Plossu, with his eyes wide open and with infinite curiosity, he showed a great complicity and a transversal attitude in front of the photographs of Picasso and his studios taken by various photographers but also of the ones taken by the Malaga painter himself. Plossu, who was asked questions by the host of the visit, Emmanuel Guigon, with whom he has published a book about Magritte, made it clear from the outset: “Many people must think that Picasso was only an amateur photographer. No! Picasso was a photographer!”. He said this in the first room of the exhibition where the photographs were hung that Picasso took during his second stay at Horta de Sant Joan in 1909. The portraits of the villagers and of the landscape led to a reflection about the relation between cubism and photography: “The good photographer is a dancer who sees cubism in a natural way”.
The National award-winner of French photography was also fascinated by the small size of the vintage copies of Picasso’s photos, something normal in a photographer who has been capable of capturing the greatness of the landscapes in very reduce-sized formats. But Plossu has also dedicated himself to urban landscape, as in the book Plossu Paris, published last year. Paris is a city that is very present in the exhibition, even if it is through the studios that Picasso had in the French capital. “Picasso is Paris. Each time I return to Paris it is a new city for me and I have to photograph it once again”, he assured. And the gallery owner and photograph collector Chantal Grande intervened in the visit about the relation between the cities and the two artists: “Any city would hand itself over to Plossu and also to Picasso.
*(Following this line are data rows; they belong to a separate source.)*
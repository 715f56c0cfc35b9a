//! # Gloss Register Entry Point
//!
//! Headless register: opens the local store, starts sync and, on a fresh
//! database, seeds the demo catalog and rings up one sale.
//!
//! ```text
//! ┌─────────────────────────────────────────────────────────────────────────┐
//! │  init_tracing ──► database_path ──► open_shell ──► start_sync           │
//! │                                                        │                │
//! │            fresh store? ──► seed_demo ──► demo sale ───┤                │
//! │                                                        ▼                │
//! │                                      print sync status ──► shutdown     │
//! └─────────────────────────────────────────────────────────────────────────┘
//! ```
//!
//! `GLOSS_DB_PATH` picks the database file; `RUST_LOG` the log level. The
//! sync remote is the in-process one, so this binary never needs a network.

use std::error::Error;
use std::sync::Arc;

use tracing::info;

use gloss_core::PaymentMethod;
use gloss_db::seed::{seed_demo, DemoData};
use gloss_db::DbConfig;
use gloss_register::commands::{cart, staff, sync, ticket};
use gloss_register::notify::LogNotifier;
use gloss_register::state::LocalSession;
use gloss_register::{database_path, init_tracing, open_shell, Shell};
use gloss_sync::{MemoryRemote, SyncConfig};

#[tokio::main]
async fn main() {
    init_tracing();

    if let Err(e) = run().await {
        eprintln!("gloss-register: {e}");
        std::process::exit(1);
    }
}

async fn run() -> Result<(), Box<dyn Error>> {
    let path = database_path()?;
    info!(?path, "Opening register database");

    let mut shell = open_shell(
        DbConfig::new(path),
        Arc::new(LocalSession::anonymous()),
        Arc::new(LogNotifier),
    )
    .await?;

    let demo = if shell.store.products().list().await?.is_empty() {
        Some(seed_demo(&shell.store).await?)
    } else {
        None
    };

    shell.start_sync(MemoryRemote::new(), SyncConfig::load_or_default(None))?;

    if let Some(demo) = demo {
        demo_sale(&shell, &demo).await?;
    } else {
        let parked = ticket::list_parked(&shell).await?;
        info!(parked = parked.len(), "Existing store, skipping demo sale");
    }

    let status = sync::sync_status(&shell).await?;
    println!("{}", serde_json::to_string_pretty(&status)?);

    shell.shutdown().await;
    Ok(())
}

/// Park, resume and pay for a wash with a shampoo add-on.
async fn demo_sale(shell: &Shell, demo: &DemoData) -> Result<(), Box<dyn Error>> {
    staff::sign_in(shell, &demo.detailer_id).await?;

    cart::add_service(shell, &demo.wash_service_id, None).await?;
    cart::toggle_crew(shell, &demo.wash_variant_id, &demo.detailer_id).await?;
    cart::add_product(shell, &demo.shampoo_id, None).await?;
    cart::set_customer(shell, Some(&demo.customer_id)).await?;

    let parked = ticket::park_ticket(shell, None).await?;
    ticket::resume_ticket(shell, &parked.id).await?;

    let receipt = ticket::checkout(shell, PaymentMethod::Cash).await?;
    println!("{}", serde_json::to_string_pretty(&receipt)?);
    Ok(())
}
//! # Session
//!
//! Who is operating the register. Inventory log entries and checkout are
//! stamped with this actor; `None` means nobody signed in and the entries
//! carry no actor.

use std::sync::{PoisonError, RwLock};

use gloss_core::Actor;

pub trait SessionProvider: Send + Sync {
    fn current_user(&self) -> Option<Actor>;

    fn sign_in(&self, actor: Actor);

    fn sign_out(&self);
}

/// In-process session with sign in / sign out.
#[derive(Debug, Default)]
pub struct LocalSession {
    current: RwLock<Option<Actor>>,
}

impl LocalSession {
    pub fn anonymous() -> Self {
        Self::default()
    }

    pub fn signed_in(actor: Actor) -> Self {
        LocalSession {
            current: RwLock::new(Some(actor)),
        }
    }
}

impl SessionProvider for LocalSession {
    fn current_user(&self) -> Option<Actor> {
        self.current
            .read()
            .unwrap_or_else(PoisonError::into_inner)
            .clone()
    }

    fn sign_in(&self, actor: Actor) {
        tracing::info!(user = %actor.name, "Signed in");
        *self.current.write().unwrap_or_else(PoisonError::into_inner) = Some(actor);
    }

    fn sign_out(&self) {
        *self.current.write().unwrap_or_else(PoisonError::into_inner) = None;
    }
}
This is the greatness of both of them”.
Chantal Grande also highlighted the love for small details, the ones that are not visible to everybody, like another removed from the work of Bernard Plossu. This is demonstrated by the fact that the most surprising photograph of the whole exhibition is the one that shows the unfinished plaster sculpture Pregnant woman in the studio of La Fournas, in Valauri, done by Michel Mako in 1950. A fragment of the studio in which Picasso isn’t physically there “but he is there”.
The exhibition shows how aware Picasso was about the power of the photographic image, both when he “poses” as a painter, with the palette in his hand (something it seems in reality that he didn’t do), when he dressed up, or when he is the photographer, Violeta Andrés explained. Photography and painting are intimately inter-related in the work of Picasso but also in the work of Plossu, who confessed that his main influences come more from painting than from photography itself.
The visit ended with an intervention of Joan Fontcuberta, who in the epilogue of the exhibition exhibited a photomontage with a portrait of Picasso, done by André Villers, with a camera hanging around his neck. Everything seems very real but Fontcuberta is fooling us, as he does so many times in his work, to show us that photography isn’t the reality. Picasso wasn’t carrying a camera in the original photograph by Villers (but he was wearing two watches!!). It doesn’t matter because it turns out that in the end Picasso really was a photographer.